R/morphol.disparity.r

Defines functions morphol.disparity

Documented in morphol.disparity

#' Morphological disparity for one or more groups of specimens 
#'
#' Function estimates morphological disparity and performs pairwise comparisons among groups. 
#'
#' The function estimates morphological disparity and performs pairwise comparisons to identify differences
#' between groups.

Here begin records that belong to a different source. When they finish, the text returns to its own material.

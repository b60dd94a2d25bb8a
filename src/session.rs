//! Drives a [`Game`] from a frontend's input.
//!
//! A frontend implements [`Controller`]; [`run_session`] asks it for commands,
//! applies them to the game, and hands results back for display.

use log::{debug, warn};

use crate::{
    common::{Coordinate, GameError},
    game::{Game, GuessOutcome, GuessReport},
};

/// Everything a player can ask for.
#[derive(Debug, Clone, Copy, PartialEq, Eq)]
pub enum Command {
    Guess(Coordinate),
    Restart,
    Quit,
}

/// Interface implemented by frontends.
///
/// A controller is responsible for:
/// - Producing the next command for whoever's turn it is
/// - Showing the game after every change
/// - Showing guess results and rejected input
pub trait Controller {
    /// Choose the next command. Returning an error ends the session.
    fn next_command(&mut self, game: &Game) -> anyhow::Result<Command>;

    /// Redraw the game.
    fn show(&mut self, _game: &Game) {}

    /// Inform the frontend of a resolved guess.
    fn report(&mut self, _report: &GuessReport) {}

    /// Inform the frontend that input was rejected.
    fn reject(&mut self, _error: &GameError) {}
}

/// Tally of a finished session.
#[derive(Debug, Clone, Default, PartialEq, Eq)]
pub struct SessionSummary {
    /// Wins per player, indexed by [`crate::Player::index`].
    pub wins: [usize; 2],
    /// Guesses that changed the game.
    pub guesses: usize,
    /// Guesses that struck a ship, sinking and winning ones included.
    pub hits: usize,
    pub restarts: usize,
}

/// Run commands from `controller` against `game` until it asks to quit.
///
/// Invalid coordinates and guesses after a win are reported through
/// [`Controller::reject`] and the loop continues. A restart that cannot
/// generate fleets ends the session with that error.
pub fn run_session<C: Controller + ?Sized>(
    game: &mut Game,
    controller: &mut C,
) -> anyhow::Result<SessionSummary> {
    let mut summary = SessionSummary::default();
    loop {
        controller.show(game);
        match controller.next_command(game)? {
            Command::Guess(coord) => match game.submit_guess(coord) {
                Ok(report) => {
                    if !report.outcome.is_noop() {
                        summary.guesses += 1;
                    }
                    if report.outcome.is_hit() {
                        summary.hits += 1;
                    }
                    if let GuessOutcome::Win { winner, .. } = report.outcome {
                        summary.wins[winner.index()] += 1;
                    }
                    controller.report(&report);
                }
                Err(err @ (GameError::InvalidCoordinate { .. } | GameError::GameOver { .. })) => {
                    debug!("rejected guess at {}: {}", coord, err);
                    controller.reject(&err);
                }
                Err(err) => return Err(anyhow::anyhow!(err)),
            },
            Command::Restart => {
                game.restart().map_err(|e| {
                    warn!("restart failed: {}", e);
                    anyhow::anyhow!(e)
                })?;
                summary.restarts += 1;
            }
            Command::Quit => break,
        }
    }
    Ok(summary)
}
use log::{debug, info};
use rand::rngs::SmallRng;
use rand::SeedableRng;

use crate::{
    board::{BoardState, Fleet},
    common::{Coordinate, GameError},
    config::GameConfig,
    player::Player,
    ship::Ship,
};

/// Current status of a game.
#[derive(Debug, Clone, Copy, PartialEq, Eq)]
#[cfg_attr(feature = "std", derive(serde::Serialize, serde::Deserialize))]
pub enum GameStatus {
    /// Waiting on the given player's guess.
    InProgress(Player),
    /// Terminal until `restart`.
    Won(Player),
}

/// What a single guess did.
#[derive(Debug, Clone, PartialEq, Eq)]
#[cfg_attr(feature = "std", derive(serde::Serialize, serde::Deserialize))]
pub enum GuessOutcome {
    /// The cell was guessed before. Nothing changed.
    AlreadyGuessed,
    /// Empty water. The turn passes.
    Miss,
    /// Struck a ship that is still afloat.
    Hit,
    /// Struck and sank this ship; the opponent still has ships.
    Sunk(Ship),
    /// Struck and sank this ship, which was the opponent's last.
    Win { winner: Player, ship: Ship },
}

impl GuessOutcome {
    /// Returns `true` if the guess left the game untouched.
    pub fn is_noop(&self) -> bool {
        matches!(self, GuessOutcome::AlreadyGuessed)
    }

    /// Returns `true` for every outcome that struck a ship.
    pub fn is_hit(&self) -> bool {
        matches!(
            self,
            GuessOutcome::Hit | GuessOutcome::Sunk(_) | GuessOutcome::Win { .. }
        )
    }

    /// The ship sunk by this guess, including the final ship of a win.
    pub fn sunk_ship(&self) -> Option<&Ship> {
        match self {
            GuessOutcome::Sunk(ship) | GuessOutcome::Win { ship, .. } => Some(ship),
            _ => None,
        }
    }
}

/// Result of [`Game::submit_guess`], for the frontend to render.
#[derive(Debug, Clone, PartialEq, Eq)]
#[cfg_attr(feature = "std", derive(serde::Serialize, serde::Deserialize))]
pub struct GuessReport {
    /// Who made the guess.
    pub player: Player,
    pub coordinate: Coordinate,
    pub outcome: GuessOutcome,
    /// Status after the guess was applied.
    pub status: GameStatus,
}

/// Serializable snapshot of everything a renderer reads.
#[derive(Debug, Clone, PartialEq, Eq)]
#[cfg_attr(feature = "std", derive(serde::Serialize, serde::Deserialize))]
pub struct GameState {
    pub config: GameConfig,
    pub status: GameStatus,
    /// Indexed by [`Player::index`].
    pub fleets: [Fleet; 2],
    /// Opponent guesses against each player's waters, indexed by owner.
    pub boards: [BoardState; 2],
}

/// Hot-seat game: two fleets, their hit/miss sets, and whose turn it is.
///
/// All mutation goes through [`Game::submit_guess`] and [`Game::restart`].
#[derive(Debug, Clone)]
pub struct Game {
    config: GameConfig,
    rng: SmallRng,
    fleets: [Fleet; 2],
    boards: [BoardState; 2],
    status: GameStatus,
}

impl Game {
    /// Start a game seeded from the thread RNG.
    #[cfg(feature = "std")]
    pub fn new(config: GameConfig) -> Result<Self, GameError> {
        let mut seed_rng = rand::rng();
        Self::with_rng(config, SmallRng::from_rng(&mut seed_rng))
    }

    /// Start a reproducible game.
    pub fn seeded(config: GameConfig, seed: u64) -> Result<Self, GameError> {
        Self::with_rng(config, SmallRng::seed_from_u64(seed))
    }

    /// Start a game drawing fleets (now and on every restart) from `rng`.
    pub fn with_rng(config: GameConfig, mut rng: SmallRng) -> Result<Self, GameError> {
        config.validate()?;
        let fleets = Self::generate_fleets(&config, &mut rng)?;
        Ok(Self::assemble(config, rng, fleets))
    }

    /// Start a game with fixed fleets. `rng` is only used by `restart`.
    ///
    /// Each fleet must match the configured grid size and ship lengths.
    pub fn from_fleets(
        config: GameConfig,
        fleets: [Fleet; 2],
        rng: SmallRng,
    ) -> Result<Self, GameError> {
        config.validate()?;
        for fleet in &fleets {
            if fleet.grid_size() != config.grid_size()
                || !fleet.ship_lengths().eq(config.ship_lengths().iter().copied())
            {
                return Err(GameError::FleetMismatch);
            }
        }
        Ok(Self::assemble(config, rng, fleets))
    }

    fn assemble(config: GameConfig, rng: SmallRng, fleets: [Fleet; 2]) -> Self {
        Self {
            config,
            rng,
            fleets,
            boards: [BoardState::new(), BoardState::new()],
            status: GameStatus::InProgress(Player::One),
        }
    }

    fn generate_fleets(config: &GameConfig, rng: &mut SmallRng) -> Result<[Fleet; 2], GameError> {
        let first = Fleet::generate(config.grid_size(), config.ship_lengths(), rng)?;
        let second = Fleet::generate(config.grid_size(), config.ship_lengths(), rng)?;
        Ok([first, second])
    }

    pub fn config(&self) -> &GameConfig {
        &self.config
    }

    pub fn grid_size(&self) -> usize {
        self.config.grid_size()
    }

    pub fn status(&self) -> GameStatus {
        self.status
    }

    /// The player to move, or the winner once the game is over.
    pub fn turn(&self) -> Player {
        match self.status {
            GameStatus::InProgress(p) | GameStatus::Won(p) => p,
        }
    }

    pub fn winner(&self) -> Option<Player> {
        match self.status {
            GameStatus::Won(p) => Some(p),
            GameStatus::InProgress(_) => None,
        }
    }

    pub fn is_over(&self) -> bool {
        self.winner().is_some()
    }

    /// Ships owned by `player`.
    pub fn fleet(&self, player: Player) -> &Fleet {
        &self.fleets[player.index()]
    }

    /// Opponent guesses recorded against `player`'s waters.
    pub fn board(&self, player: Player) -> &BoardState {
        &self.boards[player.index()]
    }

    /// Resolve a guess by the player whose turn it is against the opponent.
    ///
    /// Out-of-range coordinates and guesses after a win are rejected without
    /// touching any state. A repeated guess yields
    /// [`GuessOutcome::AlreadyGuessed`] and is likewise a no-op. Hits keep
    /// the turn; misses pass it.
    pub fn submit_guess(&mut self, coord: Coordinate) -> Result<GuessReport, GameError> {
        let grid_size = self.config.grid_size();
        if !coord.in_bounds(grid_size) {
            return Err(GameError::InvalidCoordinate { coord, grid_size });
        }
        let player = match self.status {
            GameStatus::InProgress(p) => p,
            GameStatus::Won(winner) => return Err(GameError::GameOver { winner }),
        };
        let target = player.opponent().index();

        let outcome = if self.boards[target].is_guessed(coord) {
            GuessOutcome::AlreadyGuessed
        } else if let Some((_, ship)) = self.fleets[target].ship_at(coord) {
            self.boards[target].record_hit(coord);
            let board = &self.boards[target];
            if self.fleets[target].all_sunk(board) {
                GuessOutcome::Win {
                    winner: player,
                    ship: ship.clone(),
                }
            } else if ship.is_sunk(board.hits()) {
                GuessOutcome::Sunk(ship.clone())
            } else {
                GuessOutcome::Hit
            }
        } else {
            self.boards[target].record_miss(coord);
            GuessOutcome::Miss
        };

        match &outcome {
            GuessOutcome::Miss => self.status = GameStatus::InProgress(player.opponent()),
            GuessOutcome::Win { winner, .. } => {
                info!("{} wins after {} guesses", winner, self.boards[target].guess_count());
                self.status = GameStatus::Won(*winner);
            }
            GuessOutcome::Sunk(ship) => {
                info!("{} sank a ship of length {}", player, ship.len());
            }
            GuessOutcome::AlreadyGuessed | GuessOutcome::Hit => {}
        }
        debug!("{} guessed {} -> {:?}", player, coord, outcome);

        Ok(GuessReport {
            player,
            coordinate: coord,
            outcome,
            status: self.status,
        })
    }

    /// Discard the current round and deal fresh fleets.
    ///
    /// Both fleets are generated before anything is replaced, so on error the
    /// current game is left as it was.
    pub fn restart(&mut self) -> Result<(), GameError> {
        let fleets = Self::generate_fleets(&self.config, &mut self.rng)?;
        self.fleets = fleets;
        self.boards = [BoardState::new(), BoardState::new()];
        self.status = GameStatus::InProgress(Player::One);
        info!("game restarted");
        Ok(())
    }

    /// Snapshot the current state.
    pub fn state(&self) -> GameState {
        GameState {
            config: self.config.clone(),
            status: self.status,
            fleets: self.fleets.clone(),
            boards: self.boards.clone(),
        }
    }
}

Morphological disparity is estimated as the Procrustes variance, overall or for groups, 
#' using residuals of a linear model fit.  Procrustes variance is the same sum of the diagonal elements 
#' of the group covariance matrix divided by the number of observations in the group (e.g., Zelditch et al. 2012).

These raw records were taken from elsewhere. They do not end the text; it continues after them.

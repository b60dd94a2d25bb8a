#![cfg(feature = "std")]

use std::env;
use log::{self, LevelFilter, Metadata, Record};

/// Environment variable holding the log level (`error` .. `trace`, or `off`).
pub const LOG_ENV_VAR: &str = "BATTLESHIP_LOG";

struct StderrLogger;

impl log::Log for StderrLogger {
    fn enabled(&self, metadata: &Metadata) -> bool {
        metadata.level() <= log::max_level()
    }

    fn log(&self, record: &Record) {
        if self.enabled(record.metadata()) {
            eprintln!("{} [{}] {}", record.level(), record.target(), record.args());
        }
    }

    fn flush(&self) {}
}

static LOGGER: StderrLogger = StderrLogger;

/// Parse a level name, falling back to `warn` so the board stays readable.
fn level_from(value: Option<&str>) -> LevelFilter {
    value
        .and_then(|lvl| lvl.trim().parse().ok())
        .unwrap_or(LevelFilter::Warn)
}

/// Install the stderr logger at the level named by `BATTLESHIP_LOG`.
/// Set it to `debug` to trace every guess. Calling this twice is harmless.
pub fn init_logging() {
    let level = level_from(env::var(LOG_ENV_VAR).ok().as_deref());
    let _ = log::set_logger(&LOGGER).map(|()| log::set_max_level(level));
}
use axum::async_trait;
use axum::extract::FromRequestParts;
use axum::http::{header, request::Parts, HeaderMap};
use sqlx::PgPool;

use crate::auth::session::token_from_headers;
use crate::auth::{Action, Policy};
use crate::database::models::User;
use crate::error::AppError;
use crate::state::AppState;

/// Resolved identity for routes that require a session.
///
/// Resolution happens on every request: the cookie token is verified, then
/// the full user row (role included) is re-read from the store. Rejection is
/// the `Unauthenticated` signal, which the error boundary turns into a
/// redirect to the login form carrying the original path as `next`.
#[derive(Debug, Clone)]
pub struct CurrentUser(pub User);

/// Optional identity for routes that render differently when logged in but
/// never require it. Invalid or absent tokens resolve to `None`; only a
/// store failure rejects.
#[derive(Debug, Clone)]
pub struct MaybeUser(pub Option<User>);

impl CurrentUser {
    /// Authorization guard: checks the policy table before any handler work
    /// runs. On failure the caller is sent back where they came from with an
    /// insufficient-privileges notice.
    pub fn authorize(&self, policy: &Policy, action: Action, back: &str) -> Result<(), AppError> {
        if policy.allows(self.0.role(), action) {
            Ok(())
        } else {
            Err(AppError::Forbidden { back: back.to_string() })
        }
    }
}

#[async_trait]
impl FromRequestParts<AppState> for CurrentUser {
    type Rejection = AppError;

    async fn from_request_parts(parts: &mut Parts, state: &AppState) -> Result<Self, Self::Rejection> {
        let next = parts
            .uri
            .path_and_query()
            .map(|pq| pq.as_str().to_string())
            .unwrap_or_else(|| "/".to_string());

        let unauthenticated = || AppError::Unauthenticated { next: next.clone() };

        let token = token_from_headers(&parts.headers).ok_or_else(unauthenticated)?;
        let user_id = state.sessions.verify(&token).ok_or_else(unauthenticated)?;
        let user = load_user(state.db.pool(), user_id)
            .await?
            .ok_or_else(unauthenticated)?;
        Ok(CurrentUser(user))
    }
}

#[async_trait]
impl FromRequestParts<AppState> for MaybeUser {
    type Rejection = AppError;

    async fn from_request_parts(parts: &mut Parts, state: &AppState) -> Result<Self, Self::Rejection> {
        let token = match token_from_headers(&parts.headers) {
            Some(token) => token,
            None => return Ok(MaybeUser(None)),
        };
        let user_id = match state.sessions.verify(&token) {
            Some(id) => id,
            None => return Ok(MaybeUser(None)),
        };
        Ok(MaybeUser(load_user(state.db.pool(), user_id).await?))
    }
}

async fn load_user(pool: &PgPool, user_id: i32) -> Result<Option<User>, AppError> {
    let user = sqlx::query_as::<_, User>(
        "SELECT id, username, role_id, first_name, last_name FROM users WHERE id = $1",
    )
    .bind(user_id)
    .fetch_optional(pool)
    .await?;
    Ok(user)
}

/// Redirect target for guard failures: the referring page, falling back to
/// the catalog home.
pub fn backlink(headers: &HeaderMap) -> String {
    headers
        .get(header::REFERER)
        .and_then(|value| value.to_str().ok())
        .map(|value| value.to_string())
        .unwrap_or_else(|| "/".to_string())
}

#[cfg(test)]
mod tests {
    use super::*;
    use axum::http::HeaderValue;

    fn user(role_id: i32) -> CurrentUser {
        CurrentUser(User {
            id: 1,
            username: "nat".to_string(),
            role_id,
            first_name: None,
            last_name: None,
        })
    }

    #[test]
    fn guard_short_circuits_for_readers() {
        let policy = Policy::default();
        let reader = user(3);
        let err = reader.authorize(&policy, Action::CreateBook, "/somewhere").unwrap_err();
        match err {
            AppError::Forbidden { back } => assert_eq!(back, "/somewhere"),
            other => panic!("expected Forbidden, got {:?}", other),
        }
    }

    #[test]
    fn guard_passes_admin_for_admin_actions() {
        let policy = Policy::default();
        assert!(user(1).authorize(&policy, Action::DeleteBook, "/").is_ok());
        assert!(user(2).authorize(&policy, Action::EditBook, "/").is_ok());
    }

    #[test]
    fn backlink_prefers_referer() {
        let mut headers = HeaderMap::new();
        assert_eq!(backlink(&headers), "/");
        headers.insert(header::REFERER, HeaderValue::from_static("/view_book/9"));
        assert_eq!(backlink(&headers), "/view_book/9");
    }
}
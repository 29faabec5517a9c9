use axum::http::HeaderMap;
use chrono::{Duration, Utc};
use jsonwebtoken::{decode, encode, DecodingKey, EncodingKey, Header, Validation};
use serde::{Deserialize, Serialize};

use crate::config::SessionConfig;

pub const SESSION_COOKIE: &str = "session";

/// Signed session token payload: just the user id and expiry. The full user
/// row (role included) is re-read from the database on every request, so a
/// role change takes effect on the next request.
#[derive(Debug, Serialize, Deserialize)]
pub struct Claims {
    pub sub: i32,
    pub exp: i64,
    pub iat: i64,
}

/// Issues and verifies signed session tokens and builds their cookies.
#[derive(Clone)]
pub struct Sessions {
    config: SessionConfig,
}

impl Sessions {
    pub fn new(config: SessionConfig) -> Self {
        Self { config }
    }

    /// Issue a token for the given user. `remember` selects the long-lived
    /// expiry used with a persistent cookie.
    pub fn issue(&self, user_id: i32, remember: bool) -> Result<String, jsonwebtoken::errors::Error> {
        let now = Utc::now();
        let ttl = if remember {
            self.config.remember_ttl_secs
        } else {
            self.config.ttl_secs
        };
        let claims = Claims {
            sub: user_id,
            exp: (now + Duration::seconds(ttl as i64)).timestamp(),
            iat: now.timestamp(),
        };
        encode(
            &Header::default(),
            &claims,
            &EncodingKey::from_secret(self.config.secret.as_bytes()),
        )
    }

    /// Resolve a token back to the user id it was issued for. Expired or
    /// tampered tokens yield `None`.
    pub fn verify(&self, token: &str) -> Option<i32> {
        let decoded = decode::<Claims>(
            token,
            &DecodingKey::from_secret(self.config.secret.as_bytes()),
            &Validation::default(),
        )
        .ok()?;
        Some(decoded.claims.sub)
    }

    /// Cookie establishing the session. Session-only by default; with
    /// `remember` the cookie persists for the long-lived token's lifetime.
    pub fn cookie(&self, token: &str, remember: bool) -> String {
        let base = format!("{}={}; Path=/; HttpOnly; SameSite=Lax", SESSION_COOKIE, token);
        if remember {
            format!("{}; Max-Age={}", base, self.config.remember_ttl_secs)
        } else {
            base
        }
    }

    /// Cookie invalidating the session immediately.
    pub fn clear_cookie(&self) -> String {
        format!("{}=; Path=/; HttpOnly; SameSite=Lax; Max-Age=0", SESSION_COOKIE)
    }
}

/// Extract the session token from a request's Cookie header, if present.
pub fn token_from_headers(headers: &HeaderMap) -> Option<String> {
    let raw = headers.get("cookie")?.to_str().ok()?;
    for pair in raw.split(';') {
        let pair = pair.trim();
        if let Some(value) = pair.strip_prefix(&format!("{}=", SESSION_COOKIE)) {
            if !value.is_empty() {
                return Some(value.to_string());
            }
        }
    }
    None
}

#[cfg(test)]
mod tests {
    use super::*;
    use axum::http::HeaderValue;

    fn sessions() -> Sessions {
        Sessions::new(SessionConfig {
            secret: "test-secret".to_string(),
            ttl_secs: 3600,
            remember_ttl_secs: 86400,
        })
    }

    #[test]
    fn token_round_trips() {
        let sessions = sessions();
        let token = sessions.issue(42, false).unwrap();
        assert_eq!(sessions.verify(&token), Some(42));
    }

    #[test]
    fn tampered_and_foreign_tokens_are_rejected() {
        let sessions = sessions();
        let token = sessions.issue(42, false).unwrap();

        let mut tampered = token.clone();
        tampered.push('x');
        assert_eq!(sessions.verify(&tampered), None);

        let other = Sessions::new(SessionConfig {
            secret: "different-secret".to_string(),
            ttl_secs: 3600,
            remember_ttl_secs: 86400,
        });
        assert_eq!(other.verify(&token), None);
    }

    #[test]
    fn remember_me_selects_persistent_cookie() {
        let sessions = sessions();
        assert!(!sessions.cookie("t", false).contains("Max-Age"));
        assert!(sessions.cookie("t", true).contains("Max-Age=86400"));
        assert!(sessions.clear_cookie().contains("Max-Age=0"));
    }

    #[test]
    fn token_is_found_among_other_cookies() {
        let mut headers = HeaderMap::new();
        headers.insert(
            "cookie",
            HeaderValue::from_static("theme=dark; session=abc.def.ghi; lang=en"),
        );
        assert_eq!(token_from_headers(&headers).as_deref(), Some("abc.def.ghi"));

        headers.insert("cookie", HeaderValue::from_static("session="));
        assert_eq!(token_from_headers(&headers), None);
    }
}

#' The function takes as input a formula to describe the linear model fit,
#' plus a formulaic indication of groups (e.g., ~ groups).  It is assumed that the formula describes shape data that 
#' have been GPA-aligned [e.g., \code{\link{gpagen}}], although the function can work with any multivariate data.
#' 
#' Absolute differences in Procrustes variances are test statistics that can be used to test differences
#' in morphological disparity among groups.  These differences are  statistically evaluated through permutation, 
#' where the vectors of residuals are randomized among groups. The function can be used to obtain disparity for the whole
#' dataset by using "a dummy group factor "~ 1" as the right-hand portion of the formula, in which case only Procrustes 
#' variance is returned.  Additionally, if the right-hand portion of the formula only contains (continuous) covariates, 
#' e.g., "~ Csize", Procrustes variance will be calculated for the whole data set or groups, after accounting for the
#' linear regression described.  Finally, different factors can be indicated in the formula and for groups, if one wishes to 
#' compare morphological disparities for groups comprising only a portion of or collapsing of the groups in a more complex model 
#' (see examples).
#' 
#' This function can be used with an object of class "procD.lm" or "advanced.procD.lm", if such analyses have already been performed.  This is especially helpful for analyses performed with \code{\link{gpagen}},
#' This is specially useful for analyses performed with  \code{\link{procD.pgls}}.  In this case, residuals obtained from PGLS estimation
#' of coefficients, rather than OLS estimation, will be used in the analysis.  Thus, one can account for phylogeny when comparing
#' morphological disparity among groups.  However, one should be aware that this approach only adjusts expected values because of phylogeny
#' and does not assert a null hypothesis of equal variances based on phylogenetic relatedness.  (For example, species means can be adjusted
#' because of phylogenetic relatedness, but the null hypothesis of equal variances is conditioned on the estimation of means.) 
#'
#' @param f1 A formula describing the linear model used.  The left-hand portion of the formula should be
#'  a 3D array (p x k x n) containing GPA-aligned coordinates for a set of specimens, or a matrix (n x variables). 
#'  The right-hand portion of the formula should be " ~1" to use the overall mean, or "~ x1 + x2 + x3 +...", where each x is a 
#'  covariate or factor.  (Interactions and nested terms also work.)  Alternatively, one can use an object of class "procD.lm" or
#'  "advanced.procD.lm", which already has a formula defined.  This is especially helpful for analyses performed with \code{\link{procD.pgls}},
#'  as residuals from PGLS will be used for analysis (see examples).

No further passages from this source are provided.